SlapstickVampire 4 points 5y ago
If you were to suddenly go blind, you would think of it as black because you wouldn't be getting input. But no, blind people don't know what black is and all black really is to us is an absence of light.

Also, I think this might help you begin to understand:

https://www.npr.org/sections/health-shots/2014/05/26/314621545/the-blind-woman-who-sees-rain-but-not-her-daughters-smile

It sort of explains a little bit how the brain divides up various kinds of visual input. It still blows my mind, but it is another piece that might help you understand.
bloodbank5 3 points 5y ago
this experiment (for sighted people) may help you understand: close one eye, but keep the other open while looking around. what color do you see out of your closed eye? usually, your brain tunes out the signal from it completely since you have the other eye open - you don't see black, white, or anything for that matter out of your closed one. if that worked, now imagine that with both eyes!
kennywk 9 points 5y ago
I’m only blind in one eye and have been from birth (optic nerve hypoplasia).
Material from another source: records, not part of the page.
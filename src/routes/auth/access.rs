use uuid::Uuid;

use crate::models::restaurant::Restaurant;
use crate::models::user::ROLE_ADMIN;
use crate::routes::auth::claims::Claims;

/// Literal role membership. No hierarchy: `ADMIN` does not imply `USER`.
pub fn authorize(claims: &Claims, role: &str) -> bool {
    claims.has_role(role)
}

pub fn is_owner_or_admin(claims: &Claims, owner_id: Uuid) -> bool {
    authorize(claims, ROLE_ADMIN) || claims.sub == owner_id.to_string()
}

pub fn can_manage_restaurant(claims: &Claims, restaurant: &Restaurant) -> bool {
    is_owner_or_admin(claims, restaurant.owner_user_id)
}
For me, there is no light or darkness or anything in that eye.
[deleted] 1 points 5y ago
[deleted]
KillerLag 3 points 5y ago
If someone only lost one eye but still had the other one, the brain uses the existing eye for vision. You'll lose some stereo vision, but that would be about it.
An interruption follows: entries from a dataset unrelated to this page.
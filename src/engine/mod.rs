pub mod vote;

pub use vote::{VoteEngine, VoteError, VoteStage};
use axum::{extract::State, Json};
use axum_extra::{
    headers::{authorization::Basic, Authorization},
    typed_header::TypedHeaderRejection,
    TypedHeader,
};
use serde::{Deserialize, Serialize};
use tracing::info;

use crate::{errors::AppError, state::AppState};

#[derive(Debug, Serialize, Deserialize)]
pub struct TokenResponse {
    pub token: String,
}

/// Exchanges HTTP Basic credentials for a signed access token.
pub async fn handle_token(
    State(app_state): State<AppState>,
    credentials: Result<TypedHeader<Authorization<Basic>>, TypedHeaderRejection>,
) -> Result<Json<TokenResponse>, AppError> {
    let TypedHeader(Authorization(basic)) =
        credentials.map_err(|_| AppError::MissingCredentials)?;
    if basic.username().is_empty() || basic.password().is_empty() {
        return Err(AppError::MissingCredentials);
    }

    let (token, user) = app_state
        .authenticator
        .new_token(basic.username(), basic.password())
        .await?;

    info!(user_id = %user.id, "token issued");
    Ok(Json(TokenResponse { token }))
}

#[cfg(test)]
mod tests {
    use axum::{
        body::Body,
        http::{Method, Request, StatusCode},
    };
    use axum_extra::headers::{Authorization, HeaderMapExt};
    use tower::ServiceExt;

    use crate::errors::MSG_ADMIN_ONLY;
    use crate::routes::test_support::{error_message, json_body, request, test_app};
    use crate::utils::jwt::decode_jwt;

    fn basic_request(method: Method, email: &str, password: &str) -> Request<Body> {
        let mut req = Request::builder()
            .method(method)
            .uri("/api/v1/token")
            .body(Body::empty())
            .unwrap();
        req.headers_mut()
            .typed_insert(Authorization::basic(email, password));
        req
    }

    #[tokio::test]
    async fn test_token_issued_for_valid_credentials() {
        let app = test_app();
        let res = app
            .router
            .oneshot(basic_request(Method::POST, "user@example.com", "gophers"))
            .await
            .unwrap();

        assert_eq!(res.status(), StatusCode::OK);
        let token = json_body(res).await["token"].as_str().unwrap().to_string();
        let claims = decode_jwt(&token, &app.keys).unwrap();
        assert_eq!(claims.email, "user@example.com");
        assert_eq!(claims.exp - claims.iat, 3600);
    }

    #[tokio::test]
    async fn test_token_via_get() {
        let app = test_app();
        let res = app
            .router
            .oneshot(basic_request(Method::GET, "admin@example.com", "gophers"))
            .await
            .unwrap();

        assert_eq!(res.status(), StatusCode::OK);
    }

    #[tokio::test]
    async fn test_token_wrong_password_and_unknown_user() {
        let app = test_app();
        for (email, password) in [
            ("user@example.com", "not-gophers"),
            ("ghost@example.com", "gophers"),
        ] {
            let res = app
                .router
                .clone()
                .oneshot(basic_request(Method::POST, email, password))
                .await
                .unwrap();
            assert_eq!(res.status(), StatusCode::UNAUTHORIZED);
            assert_eq!(error_message(res).await, "AuthenticationFailed");
        }
    }

    #[tokio::test]
    async fn test_token_without_basic_auth() {
        let app = test_app();
        let res = app
            .router
            .oneshot(request("POST", "/api/v1/token", None, None))
            .await
            .unwrap();

        assert_eq!(res.status(), StatusCode::UNAUTHORIZED);
        assert_eq!(
            error_message(res).await,
            "must provide email and password in Basic auth"
        );
    }

    #[tokio::test]
    async fn test_user_token_cannot_list_users() {
        let app = test_app();
        let res = app
            .router
            .clone()
            .oneshot(basic_request(Method::POST, "user@example.com", "gophers"))
            .await
            .unwrap();
        let token = json_body(res).await["token"].as_str().unwrap().to_string();

        let res = app
            .router
            .oneshot(request(
                "GET",
                "/api/v1/users",
                Some(&format!("Bearer {token}")),
                None,
            ))
            .await
            .unwrap();

        assert_eq!(res.status(), StatusCode::FORBIDDEN);
        assert_eq!(error_message(res).await, MSG_ADMIN_ONLY);
    }
}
In some cases, if one eye is good but the other is exceptionally poor (Amblyopia, also called lazy eye), the brain may actually stop paying attention to the poor eye. In some cases, that presents as blackness to that one eye, in other cases, it just results in severely reduced vision. That is why for children, they do the patching... What they are doing is patching the GOOD eye, to force the brain to work with the weaker eye to improve the connection.

SamuelstackerUSA 1 points 5y ago
That makes me think; in some language classes, the class is spoken In that language. I’m guessing it’s like patching up the good “eye” (language in this case) so the brain works harder
NShader [OP] 1 points 5y ago
I see. So, that wouldn't be "black" per se.
awesomesaucesaywhat 8 points 5y ago
It's been equated to seeing out of your elbow. Do you see black? Or does it not register.
lhamil64 1 points 5y ago
I also can't see out of one eye. My entire field of view is out of my right eye, I don't see black on the left or anything like that. It's like taking a picture and cropping it in half (so the entire picture is just the right side). Seeing black would be like drawing a black rectangle over the left side.
ionicguy 6 points 5y ago
When you tell someone blind from birth "Do you see black" I assume they ask you: "What the f is black?".

Do you now see why your question isn't easy to answer?
13chaggit 1 points 5y ago
Obviously not. Colours (including black) require sight to be perceived.